State Planning & Community Affairs · February 19, 2026

Get AI-powered insights, summaries, and transcripts

Subscribe
AI-Generated Content: All content on this page was generated by AI to highlight key points from the meeting. For complete details and context, we recommend watching the full video. so we can fix them.

Summary

The committee held a hearing on House Bill 753, which would authorize a DCA-administered "Better Georgia Without Blight Fund" using existing grant funds to support local blight remediation. Members raised property-rights, fiscal-note and staffing questions and asked DCA for follow-up before advancing the bill.

Representative Berry presented House Bill 753, a proposal to establish the "Better Georgia Without Blight Fund," which would authorize the Department of Community Affairs to apply existing grants or other non–general-fund sources to county and local blight-rehabilitation efforts. Berry said the bill would not create a new general-fund appropriation and would rely on existing funding sources and grant applications rather than drawing on the state’s general fund.

Berry emphasized local control and a requirement that applicants show local community support (letters from neighborhood organizations or homeowner associations) to reduce the risk of displacement and ensure projects reflect neighborhood priorities. He described estimated statewide blight statistics and projected revenue impacts on tax digests if blight is not addressed.

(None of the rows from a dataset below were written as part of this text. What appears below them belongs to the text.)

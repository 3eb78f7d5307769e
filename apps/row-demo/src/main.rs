//! Scripted tour over three demo rows.
//!
//! Assembles the classic row configurations (single/single, pair/pair,
//! none/single), then drives real pan gestures through each and logs
//! every decision the interaction core makes.

use std::rc::Rc;
use std::thread;
use std::time::Duration;

use log::info;
use slidecell_foundation::{HapticEngine, ImpactStyle, PanEvent};
use slidecell_ui::{ButtonMode, ButtonSpec, MenuSide, SwipeMenu};
use slidecell_ui_graphics::{Color, Icon, Point, Rect, Velocity};
use slidecell_ui_layout::ViewId;
use web_time::Instant;

const ROW_BOUNDS: Rect = Rect {
    x: 0.0,
    y: 0.0,
    width: 390.0,
    height: 60.0,
};

/// Logs impacts instead of vibrating; desktops have no motor.
struct LogHaptics;

impl HapticEngine for LogHaptics {
    fn impact(&self, style: ImpactStyle) {
        info!("haptic impact: {:?}", style);
    }
}

fn delete_icon() -> Icon {
    Icon::tinted("delete", Color::WHITE)
}

fn single_single_row() -> SwipeMenu {
    let red_active = Color::from_rgb_u8(211, 47, 47);
    let red_inactive = Color::from_rgb_u8(229, 115, 115);

    let left = ButtonMode::Single(
        ButtonSpec::new(red_inactive, delete_icon())
            .with_active_color(red_active)
            .with_on_fire(|| info!("left delete fired")),
    );
    let right = ButtonMode::Single(
        ButtonSpec::new(red_active, delete_icon())
            .with_active_color(red_active)
            .with_on_fire(|| info!("right delete fired")),
    );

    SwipeMenu::with_haptics(left, right, ViewId::next(), Rc::new(LogHaptics))
}

fn pair_pair_row() -> SwipeMenu {
    let left = ButtonMode::Pair(
        ButtonSpec::new(Color::GRAY, delete_icon())
            .with_active_color(Color::RED)
            .with_on_fire(|| info!("fire 1")),
        ButtonSpec::new(Color::BLACK, delete_icon())
            .with_active_color(Color::RED)
            .with_on_fire(|| info!("fire 2")),
    );
    let right = ButtonMode::Pair(
        ButtonSpec::new(Color::GRAY, delete_icon()),
        ButtonSpec::new(Color::BLACK, delete_icon()),
    );

    SwipeMenu::with_haptics(left, right, ViewId::next(), Rc::new(LogHaptics))
}

fn none_single_row() -> SwipeMenu {
    let right = ButtonMode::Single(
        ButtonSpec::new(Color::GRAY, delete_icon())
            .with_active_color(Color::RED)
            .with_on_fire(|| info!("lone right button fired")),
    );

    SwipeMenu::with_haptics(ButtonMode::None, right, ViewId::next(), Rc::new(LogHaptics))
}

/// One full gesture: began, a single movement sample, release.
fn swipe(menu: &SwipeMenu, translation_x: f32) {
    let direction = if translation_x < 0.0 { -1.0 } else { 1.0 };
    menu.handle_pan(PanEvent::began());
    menu.handle_pan(PanEvent::changed(
        Point::new(translation_x, 0.0),
        Velocity::new(direction * 300.0, 0.0),
    ));
    menu.handle_pan(PanEvent::ended(
        Point::new(translation_x, 0.0),
        Velocity::ZERO,
    ));
}

/// Pumps 60fps frames until the row is at rest.
fn settle(menu: &SwipeMenu) {
    let start = Instant::now();
    loop {
        let nanos = start.elapsed().as_nanos() as u64;
        if !menu.tick(nanos) {
            break;
        }
        thread::sleep(Duration::from_millis(16));
    }
}

fn report(name: &str, menu: &SwipeMenu) {
    info!(
        "{name}: offset {:.1}, phase {:?}",
        menu.current_offset(),
        menu.phase()
    );
    let frames = menu.resolve_layout(ROW_BOUNDS);
    if let Some(frame) = frames.get(&menu.pannable_view()) {
        info!("{name}: content frame x {:.1}, width {:.1}", frame.x, frame.width);
    }
}

fn main() {
    env_logger::Builder::from_env(env_logger::Env::default().default_filter_or("info"))
        .format_timestamp_millis()
        .init();

    println!("=== Slidecell row demo ===");
    println!("Three rows, one scripted gesture tour:");
    println!("  - single/single: drag past the first barrier and release to instant-fire");
    println!("  - pair/pair: snap open at the second barrier, then tap a button");
    println!("  - none/single: drags toward the empty side are clamped");
    println!();

    let row = single_single_row();
    row.layout(ROW_BOUNDS);
    info!(
        "barriers: first {:.1}, second {:.1}",
        row.first_barrier(),
        row.second_barrier()
    );
    swipe(&row, -(row.first_barrier() + 20.0));
    settle(&row);
    report("single/single", &row);

    let row = pair_pair_row();
    row.layout(ROW_BOUNDS);
    swipe(&row, row.first_barrier() + 20.0);
    settle(&row);
    report("pair/pair after open", &row);
    row.tap(MenuSide::Left, 1);
    settle(&row);
    report("pair/pair after tap", &row);

    let row = none_single_row();
    row.layout(ROW_BOUNDS);
    swipe(&row, 10.0);
    settle(&row);
    report("none/single after clamped drag", &row);
    swipe(&row, -(row.second_barrier()));
    settle(&row);
    report("none/single after commit", &row);
}
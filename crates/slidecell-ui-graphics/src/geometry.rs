//! Geometric primitives: Point, Size, Rect, Insets, Velocity

use crate::Color;

#[derive(Clone, Copy, Debug, PartialEq, Default)]
pub struct Point {
    pub x: f32,
    pub y: f32,
}

impl Point {
    pub const fn new(x: f32, y: f32) -> Self {
        Self { x, y }
    }

    pub const ZERO: Point = Point { x: 0.0, y: 0.0 };
}

#[derive(Clone, Copy, Debug, PartialEq, Default)]
pub struct Size {
    pub width: f32,
    pub height: f32,
}

impl Size {
    pub const fn new(width: f32, height: f32) -> Self {
        Self { width, height }
    }

    pub const ZERO: Size = Size {
        width: 0.0,
        height: 0.0,
    };
}

#[derive(Clone, Copy, Debug, PartialEq, Default)]
pub struct Rect {
    pub x: f32,
    pub y: f32,
    pub width: f32,
    pub height: f32,
}

impl Rect {
    pub fn from_origin_size(origin: Point, size: Size) -> Self {
        Self {
            x: origin.x,
            y: origin.y,
            width: size.width,
            height: size.height,
        }
    }

    pub fn from_size(size: Size) -> Self {
        Self {
            x: 0.0,
            y: 0.0,
            width: size.width,
            height: size.height,
        }
    }

    pub fn size(&self) -> Size {
        Size {
            width: self.width,
            height: self.height,
        }
    }

    pub fn min_x(&self) -> f32 {
        self.x
    }

    pub fn max_x(&self) -> f32 {
        self.x + self.width
    }

    pub fn min_y(&self) -> f32 {
        self.y
    }

    pub fn max_y(&self) -> f32 {
        self.y + self.height
    }

    pub fn translate(&self, dx: f32, dy: f32) -> Self {
        Self {
            x: self.x + dx,
            y: self.y + dy,
            width: self.width,
            height: self.height,
        }
    }

    pub fn contains(&self, x: f32, y: f32) -> bool {
        x >= self.x && y >= self.y && x <= self.x + self.width && y <= self.y + self.height
    }

    /// Shrinks the rect by the given insets (edges move inward).
    pub fn inset_by(&self, insets: EdgeInsets) -> Self {
        Self {
            x: self.x + insets.left,
            y: self.y + insets.top,
            width: (self.width - insets.horizontal_sum()).max(0.0),
            height: (self.height - insets.vertical_sum()).max(0.0),
        }
    }
}

/// Margins/padding values for each edge of a rectangle.
#[derive(Clone, Copy, Debug, Default, PartialEq)]
pub struct EdgeInsets {
    pub left: f32,
    pub top: f32,
    pub right: f32,
    pub bottom: f32,
}

impl EdgeInsets {
    pub fn uniform(all: f32) -> Self {
        Self {
            left: all,
            top: all,
            right: all,
            bottom: all,
        }
    }

    pub fn horizontal(horizontal: f32) -> Self {
        Self {
            left: horizontal,
            right: horizontal,
            ..Self::default()
        }
    }

    pub fn vertical(vertical: f32) -> Self {
        Self {
            top: vertical,
            bottom: vertical,
            ..Self::default()
        }
    }

    pub fn from_components(left: f32, top: f32, right: f32, bottom: f32) -> Self {
        Self {
            left,
            top,
            right,
            bottom,
        }
    }

    pub fn is_zero(&self) -> bool {
        self.left == 0.0 && self.top == 0.0 && self.right == 0.0 && self.bottom == 0.0
    }

    pub fn horizontal_sum(&self) -> f32 {
        self.left + self.right
    }

    pub fn vertical_sum(&self) -> f32 {
        self.top + self.bottom
    }
}

/// Instantaneous pointer velocity in logical pixels per second.
#[derive(Clone, Copy, Debug, PartialEq, Default)]
pub struct Velocity {
    pub x: f32,
    pub y: f32,
}

impl Velocity {
    pub const fn new(x: f32, y: f32) -> Self {
        Self { x, y }
    }

    pub const ZERO: Velocity = Velocity { x: 0.0, y: 0.0 };
}

/// A named icon asset with an optional tint.
///
/// Raster work (tinting, insetting) happens in the host toolkit; this is
/// just the data a button carries around.
#[derive(Clone, Debug, PartialEq)]
pub struct Icon {
    pub name: String,
    pub tint: Option<Color>,
}

impl Icon {
    pub fn named(name: impl Into<String>) -> Self {
        Self {
            name: name.into(),
            tint: None,
        }
    }

    pub fn tinted(name: impl Into<String>, tint: Color) -> Self {
        Self {
            name: name.into(),
            tint: Some(tint),
        }
    }
}
//! Constraint vocabulary: views, attributes, relations, priorities.

use std::sync::atomic::{AtomicU64, Ordering};

static NEXT_VIEW_ID: AtomicU64 = AtomicU64::new(1);

/// Opaque handle identifying a view inside a [`crate::ConstraintSet`].
///
/// Views here are just layout participants; the widget crates decide what
/// each id means visually.
#[derive(Clone, Copy, Debug, PartialEq, Eq, Hash, PartialOrd, Ord)]
pub struct ViewId(u64);

impl ViewId {
    /// Allocates a fresh, process-unique view id.
    pub fn next() -> Self {
        Self(NEXT_VIEW_ID.fetch_add(1, Ordering::Relaxed))
    }

    pub fn raw(&self) -> u64 {
        self.0
    }
}

/// The layout attribute a constraint acts on.
#[derive(Clone, Copy, Debug, PartialEq, Eq, Hash)]
pub enum Attribute {
    Leading,
    Trailing,
    Top,
    Bottom,
    Width,
    Height,
    CenterX,
    CenterY,
}

impl Attribute {
    pub fn is_edge(&self) -> bool {
        matches!(
            self,
            Attribute::Leading | Attribute::Trailing | Attribute::Top | Attribute::Bottom
        )
    }

    pub fn is_dimension(&self) -> bool {
        matches!(self, Attribute::Width | Attribute::Height)
    }

    pub fn is_center(&self) -> bool {
        matches!(self, Attribute::CenterX | Attribute::CenterY)
    }
}

/// How a constraint relates its view to its target value.
#[derive(Clone, Copy, Debug, PartialEq, Eq, Hash)]
pub enum Relation {
    Equal,
    /// `>=` — used for minimum dimensions.
    AtLeast,
    /// `<=` — used for maximum dimensions.
    AtMost,
}

/// Constraint priority ladder.
///
/// `WANTED` sits one notch under `REQUIRED` so a constraint can be strongly
/// preferred while still yielding to a required one.
#[derive(Clone, Copy, Debug, PartialEq, Eq, Hash, PartialOrd, Ord)]
pub struct Priority(pub u16);

impl Priority {
    pub const LOW: Priority = Priority(250);
    pub const HIGH: Priority = Priority(750);
    pub const WANTED: Priority = Priority(999);
    pub const REQUIRED: Priority = Priority(1000);
}

impl Default for Priority {
    fn default() -> Self {
        Priority::REQUIRED
    }
}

Members questioned whether the bill could be interpreted to enable local governments to take private property, whether it would require a fiscal note, and whether DCA would need additional staff to administer a new fund. Representative Crow and others said local condemnation or land-bank actions are governed by local ordinances and that the bill, as written, is support- and grant-focused rather than a property-conveyance mechanism.

Ryan Evans, director of external affairs at DCA, told the committee DCA already runs programs that overlap with blight remediation and that the department would review potential staffing and program interactions. The committee requested DCA return with a more detailed analysis of program overlap, staffing needs and fiscal implications. The chair left HB 753 as a hearing-only item and asked for a small working group of members to meet with DCA for follow-up work before any vote.

No committee vote was taken on HB 753; the next step is a DCA briefing and follow-up with a select group of members.